There’s been much heated debate recently over the notion that European mobile operators might seek to levy charges on content providers such as Facebook and Google. Operators are heard to complain that the huge growth of data traffic on their networks is driven in large part by users accessing sites like YouTube and Facebook on the move, clogging up their airwaves and reducing data access to a crawl. Content providers shouldn’t be allowed to use the mobile networks for free (so goes the argument), they should instead pony up some cash and share the cost of delivery.
It’s a point of view that raises a lot questions and elicits some fairly strong reactions. Some would argue that this is a logical move for the operators, that content providers free-ride on a scarce resource and should contribute to its cost. Others think that it’s a lazy, short term solution. In their view, Google, Facebook et al did the operators a massive favour in supplying the sort of content that people actually wanted to access in the first place, if the operators are struggling to monetise this demand then that’s a problem for them. It’s a problem they have to innovate their way out of, throwing a tantrum at Google will not help.
Wherever you sit in the debate, there are alternatives to charging upstream providers that might be much easier to implement. But, this requires innovation on the part of mobile operators rather than confrontation with content providers who, let’s face it, are best placed to provide things that users want to access in the first place.
Be careful what you wish for…
MNOs spent a long time waiting for data traffic to come along. Now it’s here with a vengeance and it’s up to them to work out how to monetise it. So, what can they do?
Well for a start they can look at leveraging their policies more effectively. In the long-term, the application of network policies represents an outstanding opportunity to create value for subscriber and operator. It’s not just that flat-rate pricing plans are costing MNOs money, it’s that pricing plans and services can be differentiated according to policies that attract higher revenue.
This is going to be a dynamic market. Once network-wide policy control is in place there will be significant potential for operators to price for innovative services and to do so in ways that reflect usage. Changing consumer price models so that charges actually reflect usage and demand is intelligent billing.

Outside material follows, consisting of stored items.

//! # ESC/POS Control Commands
//!
//! This module implements the ESC/POS command subset used by generic thermal
//! receipt printers (the 58mm and 80mm Bluetooth models this crate targets).
//!
//! ## Protocol Overview
//!
//! ESC/POS is the de facto escape-code command language for receipt printers.
//! Commands are byte sequences starting with a prefix byte:
//!
//! - Single byte: `LF`
//! - Two bytes: `ESC @`
//! - Multi-byte with parameters: `ESC a n`, `GS v 0 m xL xH yL yH data...`
//!
//! ## Byte Order
//!
//! Multi-byte integers use **little-endian** encoding: a `u16` value 0x1234
//! is sent as bytes `[0x34, 0x12]`.

// ============================================================================
// ESCAPE SEQUENCE CONSTANTS
// ============================================================================

/// ESC (Escape) - Command prefix byte
///
/// Most ESC/POS commands begin with ESC (0x1B). This byte signals the start
/// of a control sequence rather than printable text.
pub const ESC: u8 = 0x1B;

/// GS (Group Separator) - Extended command prefix
///
/// Prefix for extended commands such as character size (`GS !`) and raster
/// graphics (`GS v 0`). Hex: 0x1D, Decimal: 29.
pub const GS: u8 = 0x1D;

/// LF (Line Feed) - Print and advance one line
///
/// Prints any data in the line buffer and advances paper by the current
/// line spacing amount.
pub const LF: u8 = 0x0A;

// ============================================================================
// INITIALIZATION
// ============================================================================

/// # Initialize Printer (ESC @)
///
/// Resets the printer to its power-on default state. Sent at the start of
/// every print job so earlier jobs cannot leak alignment or style state.
///
/// ## Protocol Details
///
/// | Format  | Bytes |
/// |---------|-------|
/// | ASCII   | ESC @ |
/// | Hex     | 1B 40 |
/// | Decimal | 27 64 |
///
/// ## What Gets Reset
///
/// - Print buffer is cleared
/// - Text formatting (bold, underline) disabled
/// - Character size reset to 1x1
/// - Alignment reset to left
/// - Line spacing reset to default
///
/// ## Example
///
/// ```
/// use candela::protocol::commands;
///
/// assert_eq!(commands::init(), vec![0x1B, 0x40]);
/// ```
#[inline]
pub fn init() -> Vec<u8> {
    vec![ESC, b'@']
}

// ============================================================================
// PAPER FEED
// ============================================================================

/// # Feed Lines (LF × n)
///
/// Emits `n` line feed bytes. Used for blank lines between content and for
/// the trailing tear-off padding at the end of a job.
///
/// ## Example
///
/// ```
/// use candela::protocol::commands;
///
/// assert_eq!(commands::feed_lines(3), vec![0x0A, 0x0A, 0x0A]);
/// ```
#[inline]
pub fn feed_lines(n: u8) -> Vec<u8> {
    vec![LF; n as usize]
}

// ============================================================================
// HELPER FUNCTIONS
// ============================================================================

/// Encode a u16 value as little-endian bytes [low, high]
///
/// ESC/POS uses little-endian encoding for all multi-byte integers.
///
/// ## Example
///
/// ```
/// use candela::protocol::commands::u16_le;
///
/// assert_eq!(u16_le(0x1234), [0x34, 0x12]);
/// assert_eq!(u16_le(384), [0x80, 0x01]); // 384 = 0x0180
/// ```
#[inline]
pub const fn u16_le(value: u16) -> [u8; 2] {
    [value as u8, (value >> 8) as u8]
}

// ============================================================================
// TESTS
// ============================================================================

Of course we still have the challenge of how to package and market this capability – 2 slices of Facebook and a quarter of an ounce of YouTube per month sir? Surely that’s preferable to charging by the MB. It’s potentially a much more elegant solution and one that subscribers would be actually able to understand. How to position and bundle the services might be complex but that’s a problem for the haircuts in Marketing and there’s plenty of room to innovate.
It’s not a massive leap to go to from policy driven pricing to individually tailored, personalised tariffs. Instead of lamenting the traffic that YouTube generates, the forward thinking MNOs should be looking at the habits and history of individual users, coming up with unique offers that provide real value to the subscriber and push ARPU by encouraging users to use the services that we know they like. Personalisation that reflects my habits, movements and history can only come about through convergence of the network policy infrastructure and data mined from CRM and other databases. While that’s beginning to happen, it still needs wholesale convergence of a number of different elements that are hard to connect. There also are data privacy issues here that need thinking through and the recent uproar over smartphone location tracking and the Playstation Network debacle won’t increase public confidence over data security.

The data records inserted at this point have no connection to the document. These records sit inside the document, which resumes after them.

//! # ESC/POS Graphics Commands
//!
//! This module implements the two bitmap addressing modes supported by the
//! target printers. Which one a device understands is a hardware capability
//! (see [`crate::printer::PrinterConfig`]); the dithered bitmap fed into
//! either command is identical.
//!
//! ## Addressing Modes
//!
//! | Mode | Command | Description | Best For |
//! |------|---------|-------------|----------|
//! | Raster | GS v 0 | Row-major rows, arbitrary height | Printers with raster support |
//! | Column | ESC * 33 | 24-pin bands, column-major bytes | Older printers without GS v 0 |
//!
//! ## Bit Packing (raster rows)
//!
//! Graphics data is packed as bytes where each bit represents one dot:
//! - Bit 7 (MSB) = leftmost dot
//! - Bit 0 (LSB) = rightmost dot
//! - 1 = black (print), 0 = white (no print)
//!
//! ```text
//! Byte value 0xF0 = 11110000 = ████░░░░
//! Byte value 0x0F = 00001111 = ░░░░████
//! Byte value 0xAA = 10101010 = █░█░█░█░
//! ```
//!
//! Column mode instead sends one *vertical* byte per column per 8-pin group,
//! so the row-packed bitmap is transposed on the way out (see [`column`]).

use super::commands::{ESC, GS, LF, u16_le};
use crate::error::EncodingError;
use crate::render::MonochromeRaster;

/// Rows covered by one column-mode band (24-pin print head).
pub const BAND_HEIGHT: usize = 24;

/// Graphics addressing mode, selected by device capability.
#[derive(Debug, Clone, Copy, PartialEq, Eq, Default)]
pub enum GraphicsMode {
    /// Raster mode (GS v 0) - arbitrary height, single contiguous block.
    #[default]
    Raster,
    /// Column mode (ESC * 33) - 24-row bands for printers lacking raster
    /// support.
    Column,
}

// ============================================================================
// RASTER MODE (GS v 0)
// ============================================================================

/// # Print Raster Bit Image (GS v 0 m xL xH yL yH d1...dk)
///
/// Emits the whole bitmap as one contiguous command: an 8-byte header
/// followed by the packed rows in row-major order.
///
/// ## Protocol Details
///
/// | Format  | Bytes |
/// |---------|-------|
/// | ASCII   | GS v 0 m xL xH yL yH d1...dk |
/// | Hex     | 1D 76 30 m xL xH yL yH d1...dk |
/// | Decimal | 29 118 48 m xL xH yL yH d1...dk |
///
/// ## Parameters
///
/// - `m`: Mode (0 = normal scale)
/// - `xL, xH`: Width in **bytes**, little-endian
/// - `yL, yH`: Height in **dots**, little-endian
/// - `d1...dk`: Image data, k = width_bytes × height
///
/// ## Output Length
///
/// `8 + bytes_per_line × height` — header plus bitmap, nothing else.
///
/// ## Errors
///
/// The header's dimension fields are u16: a bitmap with more than 65535
/// rows, or wide enough that `bytes_per_line` exceeds 65535, is rejected
/// with [`EncodingError::OversizedImage`] rather than silently truncated.
///
/// ## Example
///
/// ```
/// use candela::protocol::graphics;
/// use candela::render::MonochromeRaster;
///
/// // 16x1 all-white bitmap
/// let raster = MonochromeRaster::blank(16, 1);
/// let cmd = graphics::raster(&raster).unwrap();
/// assert_eq!(cmd, vec![0x1D, 0x76, 0x30, 0x00, 2, 0, 1, 0, 0x00, 0x00]);
/// ```
pub fn raster(bitmap: &MonochromeRaster) -> Result<Vec<u8>, EncodingError> {
    if bitmap.bytes_per_line() > u16::MAX as usize || bitmap.height() > u16::MAX as u32 {
        return Err(EncodingError::OversizedImage {
            width: bitmap.width(),
            height: bitmap.height(),
        });
    }
    let [xl, xh] = u16_le(bitmap.bytes_per_line() as u16);
    let [yl, yh] = u16_le(bitmap.height() as u16);

    let mut cmd = Vec::with_capacity(8 + bitmap.rows().len());
    cmd.push(GS);
    cmd.push(b'v');
    cmd.push(b'0');
    cmd.push(0); // m = 0 (normal scale)
    cmd.push(xl);
    cmd.push(xh);
    cmd.push(yl);
    cmd.push(yh);
    cmd.extend_from_slice(bitmap.rows());
    Ok(cmd)
}

// ============================================================================
// COLUMN MODE (ESC *)
// ============================================================================

/// # Select 24-Dot Line Spacing (ESC 3 24)
///
/// Sets line spacing to exactly 24 dots so consecutive column-mode bands
/// butt against each other with no white gap. Emitted once before the first
/// band.
///
/// | Format  | Bytes |
/// |---------|-------|
/// | Hex     | 1B 33 18 |
#[inline]
pub fn set_line_spacing_24() -> Vec<u8> {
    vec![ESC, b'3', 24]
}

/// # Print Column Bit Image (ESC * 33 nL nH d1...dk)
///
/// Emits the bitmap as horizontal bands of 24 print-head pins, for printers
/// that lack `GS v 0`. The output begins with [`set_line_spacing_24`] and
/// contains `ceil(height / 24)` bands.
///
/// ## Band Layout
///
/// Each band is `ESC * 33 nL nH`, then **3 bytes per column** (24 vertical
/// dots), then a line feed that prints the band:
///
/// ```text
/// Column x, byte k (k = 0..3):
///
///   bit 7 = row band_top + 8k + 0   (topmost)
///   bit 6 = row band_top + 8k + 1
///   ...
///   bit 0 = row band_top + 8k + 7
/// ```
///
/// This is a row-to-column transpose of three 8-row groups of the packed
/// bitmap. Rows past the image height read as white, so the final band is
/// implicitly zero-padded.
///
/// ## Parameters
///
/// - `33`: mode byte (24-dot double density)
/// - `nL, nH`: width in **dots**, little-endian
///
/// ## Errors
///
/// The width field is u16: a bitmap wider than 65535 dots is rejected with
/// [`EncodingError::OversizedImage`]. Height has no field here (it is
/// carried by the band structure), so it is unbounded.
pub fn column(bitmap: &MonochromeRaster) -> Result<Vec<u8>, EncodingError> {
    if bitmap.width() > u16::MAX as u32 {
        return Err(EncodingError::OversizedImage {
            width: bitmap.width(),
            height: bitmap.height(),
        });
    }
    let width = bitmap.width() as usize;
    let height = bitmap.height() as usize;
    let bands = height.div_ceil(BAND_HEIGHT);
    let [nl, nh] = u16_le(bitmap.width() as u16);

    // 3 bytes spacing command, then per band: 5 header + 3*width data + LF
    let mut cmd = Vec::with_capacity(3 + bands * (5 + 3 * width + 1));
    cmd.extend(set_line_spacing_24());

    for band in 0..bands {
        let band_top = band * BAND_HEIGHT;

        cmd.push(ESC);
        cmd.push(b'*');
        cmd.push(33);
        cmd.push(nl);
        cmd.push(nh);

        for x in 0..width {
            for group in 0..3 {
                let mut byte = 0u8;
                for bit in 0..8 {
                    let y = band_top + group * 8 + bit;
                    if y < height && bitmap.get(x as u32, y as u32) {
                        byte |= 1 << (7 - bit);
                    }
                }
                cmd.push(byte);
            }
        }

        cmd.push(LF);
    }

    Ok(cmd)
}

// ============================================================================
// TESTS
// ============================================================================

So, there are lots of potential solutions but MNOs need to act boldly here and see this as an opportunity, not a problem that can be solved by nagging for a payout from content providers.

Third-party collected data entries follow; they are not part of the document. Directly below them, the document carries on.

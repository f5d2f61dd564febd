//! # Image Rasterization
//!
//! This module turns caller-supplied RGBA pixels into the packed monochrome
//! bitmaps thermal printers consume.
//!
//! ## Modules
//!
//! - [`dither`]: cyclic halftone thresholding (grayscale → binary)
//!
//! ## Pipeline
//!
//! ```text
//! PixelSource ──dither──► MonochromeRaster ──graphics::raster/column──► bytes
//! ```
//!
//! [`rasterize`] runs the whole pipeline for one image in the addressing
//! mode the target device supports.
//!
//! ## Usage Example
//!
//! ```
//! use candela::render::{self, PixelSource};
//! use candela::protocol::graphics::GraphicsMode;
//!
//! let img = image::RgbaImage::from_pixel(64, 48, image::Rgba([255, 255, 255, 255]));
//! let bytes = render::rasterize(&img, GraphicsMode::Raster)?;
//! assert_eq!(bytes.len(), 8 + 8 * 48); // header + packed rows
//! # Ok::<(), candela::error::EncodingError>(())
//! ```

pub mod dither;

use crate::error::EncodingError;
use crate::protocol::graphics::{self, GraphicsMode};

/// Read-only source of RGBA pixels, supplied by the caller.
///
/// The rasterizer only ever reads through this trait, so callers can feed it
/// decoded image files, composed UI surfaces, or procedural generators
/// without copying into an intermediate buffer.
pub trait PixelSource {
    /// Width in pixels.
    fn width(&self) -> u32;

    /// Height in pixels.
    fn height(&self) -> u32;

    /// RGBA channels at (x, y), each 0..=255. `x < width`, `y < height`.
    fn pixel(&self, x: u32, y: u32) -> [u8; 4];
}

impl PixelSource for image::RgbaImage {
    fn width(&self) -> u32 {
        image::RgbaImage::width(self)
    }

    fn height(&self) -> u32 {
        image::RgbaImage::height(self)
    }

    fn pixel(&self, x: u32, y: u32) -> [u8; 4] {
        self.get_pixel(x, y).0
    }
}

/// A packed 1-bit bitmap, ready for either graphics command.
///
/// Rows are packed MSB-first, 8 pixels per byte, 1 = printed (dark). Each
/// row occupies `bytes_per_line = ceil(width/8)` bytes; unused low-order
/// bits of a row's final byte are zero.
#[derive(Debug, Clone, PartialEq, Eq)]
pub struct MonochromeRaster {
    width: u32,
    height: u32,
    bytes_per_line: usize,
    rows: Vec<u8>,
}

impl MonochromeRaster {
    /// Create an all-white bitmap.
    pub fn blank(width: u32, height: u32) -> Self {
        let bytes_per_line = (width as usize).div_ceil(8);
        Self {
            width,
            height,
            bytes_per_line,
            rows: vec![0u8; bytes_per_line * height as usize],
        }
    }

    /// Width in pixels.
    pub fn width(&self) -> u32 {
        self.width
    }

    /// Height in pixels.
    pub fn height(&self) -> u32 {
        self.height
    }

    /// Packed bytes per row: `ceil(width / 8)`.
    pub fn bytes_per_line(&self) -> usize {
        self.bytes_per_line
    }

    /// The packed rows, row-major.
    pub fn rows(&self) -> &[u8] {
        &self.rows
    }

    /// Whether the pixel at (x, y) is printed.
    #[inline]
    pub fn get(&self, x: u32, y: u32) -> bool {
        let idx = y as usize * self.bytes_per_line + x as usize / 8;
        self.rows[idx] >> (7 - (x % 8)) & 1 == 1
    }

    /// Mark the pixel at (x, y) as printed.
    #[inline]
    pub fn set(&mut self, x: u32, y: u32) {
        let idx = y as usize * self.bytes_per_line + x as usize / 8;
        self.rows[idx] |= 1 << (7 - (x % 8));
    }
}

/// Rasterize a pixel source into printer command bytes.
///
/// Dithers the source to monochrome, then encodes it in the requested
/// addressing mode. Zero-sized sources, and sources too large for the
/// command's u16 dimension fields, are rejected before any byte is
/// produced.
pub fn rasterize(
    src: &impl PixelSource,
    mode: GraphicsMode,
) -> Result<Vec<u8>, EncodingError> {
    let bitmap = dither::dither(src)?;
    encode_bitmap(&bitmap, mode)
}

/// Encode an already-dithered bitmap in the requested addressing mode.
pub fn encode_bitmap(
    bitmap: &MonochromeRaster,
    mode: GraphicsMode,
) -> Result<Vec<u8>, EncodingError> {
    match mode {
        GraphicsMode::Raster => graphics::raster(bitmap),
        GraphicsMode::Column => graphics::column(bitmap),
    }
}

// ============================================================================
// TESTS
// ============================================================================

#[cfg(test)]
pub(crate) mod tests {
    use super::*;

    /// Single-color pixel source used across the render tests.
    pub(crate) struct SolidSource {
        width: u32,
        height: u32,
        rgba: [u8; 4],
    }

    impl SolidSource {
        pub(crate) fn new(width: u32, height: u32, rgba: [u8; 4]) -> Self {
            Self { width, height, rgba }
        }
    }

    impl PixelSource for SolidSource {
        fn width(&self) -> u32 {
            self.width
        }

        fn height(&self) -> u32 {
            self.height
        }

        fn pixel(&self, _x: u32, _y: u32) -> [u8; 4] {
            self.rgba
        }
    }

    #[test]
    fn test_bytes_per_line() {
        for (width, expected) in [(1, 1), (8, 1), (9, 2), (16, 2), (17, 3), (384, 48), (576, 72)] {
            assert_eq!(
                MonochromeRaster::blank(width, 1).bytes_per_line(),
                expected,
                "width {width}"
            );
        }
    }

    #[test]
    fn test_get_set_roundtrip() {
        let mut bitmap = MonochromeRaster::blank(13, 5);
        assert!(!bitmap.get(12, 4));
        bitmap.set(12, 4);
        assert!(bitmap.get(12, 4));
        assert!(!bitmap.get(11, 4));
        assert!(!bitmap.get(12, 3));
    }

    #[test]
    fn test_msb_first_packing() {
        let mut bitmap = MonochromeRaster::blank(8, 1);
        bitmap.set(0, 0);
        assert_eq!(bitmap.rows(), &[0x80]);
        bitmap.set(7, 0);
        assert_eq!(bitmap.rows(), &[0x81]);
    }

    #[test]
    fn test_rasterize_raster_length() {
        let src = SolidSource::new(100, 30, [255, 255, 255, 255]);
        let bytes = rasterize(&src, GraphicsMode::Raster).unwrap();
        assert_eq!(bytes.len(), 8 + 13 * 30);
    }

    #[test]
    fn test_rasterize_column_length() {
        let src = SolidSource::new(100, 30, [255, 255, 255, 255]);
        let bytes = rasterize(&src, GraphicsMode::Column).unwrap();
        // 2 bands: spacing(3) + 2 * (5 header + 3*100 data + 1 LF)
        assert_eq!(bytes.len(), 3 + 2 * (5 + 300 + 1));
    }

    #[test]
    fn test_rasterize_rejects_empty() {
        let src = SolidSource::new(0, 0, [0, 0, 0, 255]);
        assert!(rasterize(&src, GraphicsMode::Raster).is_err());
    }

    #[test]
    fn test_rasterize_rejects_oversized() {
        // 65536 rows overflow the raster header's u16 height field
        let src = SolidSource::new(8, 65536, [255, 255, 255, 255]);
        assert_eq!(
            rasterize(&src, GraphicsMode::Raster),
            Err(EncodingError::OversizedImage { width: 8, height: 65536 })
        );
    }

    #[test]
    fn test_rgba_image_pixel_source() {
        let img = image::RgbaImage::from_pixel(5, 7, image::Rgba([1, 2, 3, 4]));
        assert_eq!(PixelSource::width(&img), 5);
        assert_eq!(PixelSource::height(&img), 7);
        assert_eq!(PixelSource::pixel(&img, 4, 6), [1, 2, 3, 4]);
    }
}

Policy may unlock the door to upstream charges, creating a win win
MNOs spent a long time lamenting the absence of non-voice traffic on their networks. Now they have it and it’s up to them to wring some revenue from it. But, intriguingly, once effective policy control is in place, fully integrated with efficient network and data analytics, it raises the possibility that MNOs will have a genuine offer to take to content providers.
If they can dynamically offer different levels of service on a per user or per application basis, it will create real value and there may be potential to offer this capability to upstream providers. Instead of best-effort access to users, content providers might just be interested in paying a little bit more to ensure delivery of premium services to users who are also willing to pay: now that really would be innovative, but it depends on MNOs proving that they can offer more than just access to desirable content over their networks.